Most aphrodisiacs are also rare—in the same way a fancy meal today might be reserved for a special night with a special someone. Saffron, the delicate threads of the Crocus flower, makes frequent appearance in scholarship on Byzantine cuisine.[26] “Rare” birds, not just any old bird, might be more qualified to be an aphrodisiac less because of some innate chemical property and more because they are rare.[27] Rarity equals expense, and expensive means attractive. The Sultan’s aforementioned pearls are a rare product of the oyster; the oyster’s aphrodisiac status has another leg to stand on.

The most rare foods—perhaps imaginary, impossible to find—were the foods of the gods, such as nectar and ambrosia. For these, sugar was a suitable stand-in. The connection between food and the divine often paralleled a similar connection between food and sex. What was nectar and ambrosia for the Gods would have godly effects on its human consumers, and “earthly foods that were sweet were believed to mimic these celestial draughts.”[28] To be sure, sugar was an aphrodisiac food in China and India before it became a global commodity. Everywhere else, people were obsessed with honey.[29]

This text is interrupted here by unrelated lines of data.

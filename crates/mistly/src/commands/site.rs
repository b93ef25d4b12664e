//! Site command handlers.

use mistly_api::MistClient;
use mistly_core::{DeploymentConfig, Site};

use crate::cli::{GlobalOpts, SiteArgs, SiteCommand};
use crate::error::CliError;

use super::util;

pub async fn handle(
    client: &MistClient,
    doc: &DeploymentConfig,
    args: SiteArgs,
    global: &GlobalOpts,
) -> Result<(), CliError> {
    let mut site = Site::from_config(client, doc).await?;
    let name = site.name().to_owned();

    match args.command {
        SiteCommand::Create => {
            let outcome = site.create().await?;
            util::report_create(global, "Site", &name, &outcome, util::site_id)
        }

        SiteCommand::Delete => {
            if !site.delete().await? {
                return Err(CliError::rejected("delete", format!("Site '{name}'")));
            }
            util::status(global, &format!("Site '{name}' deleted"));
            Ok(())
        }

        SiteCommand::Persist { state } => {
            if site.configure_persistence(state.is_on()).await?.is_none() {
                return Err(CliError::rejected(
                    "update configuration persistence on",
                    format!("Site '{name}'"),
                ));
            }
            let word = if state.is_on() { "enabled" } else { "disabled" };
            util::status(global, &format!("Configuration persistence {word} on site '{name}'"));
            Ok(())
        }

        SiteCommand::RfTemplate { id } => {
            if site.assign_rf_template(&id).await?.is_none() {
                return Err(CliError::rejected("assign RF template to", format!("Site '{name}'")));
            }
            util::status(global, &format!("RF template {id} assigned to site '{name}'"));
            Ok(())
        }

        SiteCommand::Sitegroups { ids } => {
            if site.assign_sitegroups(&ids).await?.is_none() {
                return Err(CliError::rejected("assign site groups to", format!("Site '{name}'")));
            }
            util::status(global, &format!("Site '{name}' now in groups {}", ids.join(", ")));
            Ok(())
        }
    }
}
mod cli;
mod commands;
mod error;
mod session;

use clap::Parser;
use tracing_subscriber::EnvFilter;

use crate::cli::{Cli, Command};
use crate::error::CliError;

#[tokio::main]
async fn main() {
    let cli = Cli::parse();

    init_tracing(cli.global.verbose);

    if let Err(err) = run(cli).await {
        let code = err.exit_code();
        eprintln!("{:?}", miette::Report::new(err));
        std::process::exit(code);
    }
}

fn init_tracing(verbosity: u8) {
    let filter = match verbosity {
        0 => "warn",
        1 => "info",
        2 => "debug",
        _ => "trace",
    };

    tracing_subscriber::fmt()
        .with_env_filter(
            EnvFilter::try_from_default_env().unwrap_or_else(|_| EnvFilter::new(filter)),
        )
        .with_writer(std::io::stderr)
        .with_target(false)
        .init();
}

async fn run(cli: Cli) -> Result<(), CliError> {
    match cli.command {
        // Shell completions need neither a document nor a session
        Command::Completions(args) => {
            use clap::CommandFactory;
            use clap_complete::generate;

            let mut cmd = Cli::command();
            generate(args.shell, &mut cmd, "mistly", &mut std::io::stdout());
            Ok(())
        }

        cmd => {
            let doc = session::load_document(&cli.global)?;
            let client = session::connect(&cli.global, &doc).await?;

            tracing::debug!(command = ?cmd, "dispatching command");
            let result = commands::dispatch(cmd, &client, &doc, &cli.global).await;

            // The ephemeral token is revoked even when the command failed
            let closed = client.close().await;
            match result {
                Ok(()) => Ok(closed?),
                Err(err) => {
                    if let Err(close_err) = closed {
                        tracing::warn!(error = %close_err, "could not revoke the session token");
                    }
                    Err(err)
                }
            }
        }
    }
}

Also godly was cacao to Mesoamerican civilizations like the Aztec and Inca. Most of what we know about pre-Columbian civilization comes from Spanish observers, who saw how some chocolate beverages were considered to have aphrodisiac properties while others were not.[30] Chocolate existed within a greater taxonomy of aphrodisiac plants that were either consumed orally or applied to the genitals. Like the dankest pot brownie, most of these specimens had psychoactive properties.[31] Stories of Aztec emperor Montezuma, drinking chocolate before entering his harem, may have contributed to the popular mythological sexiness that chocolate has today.[32]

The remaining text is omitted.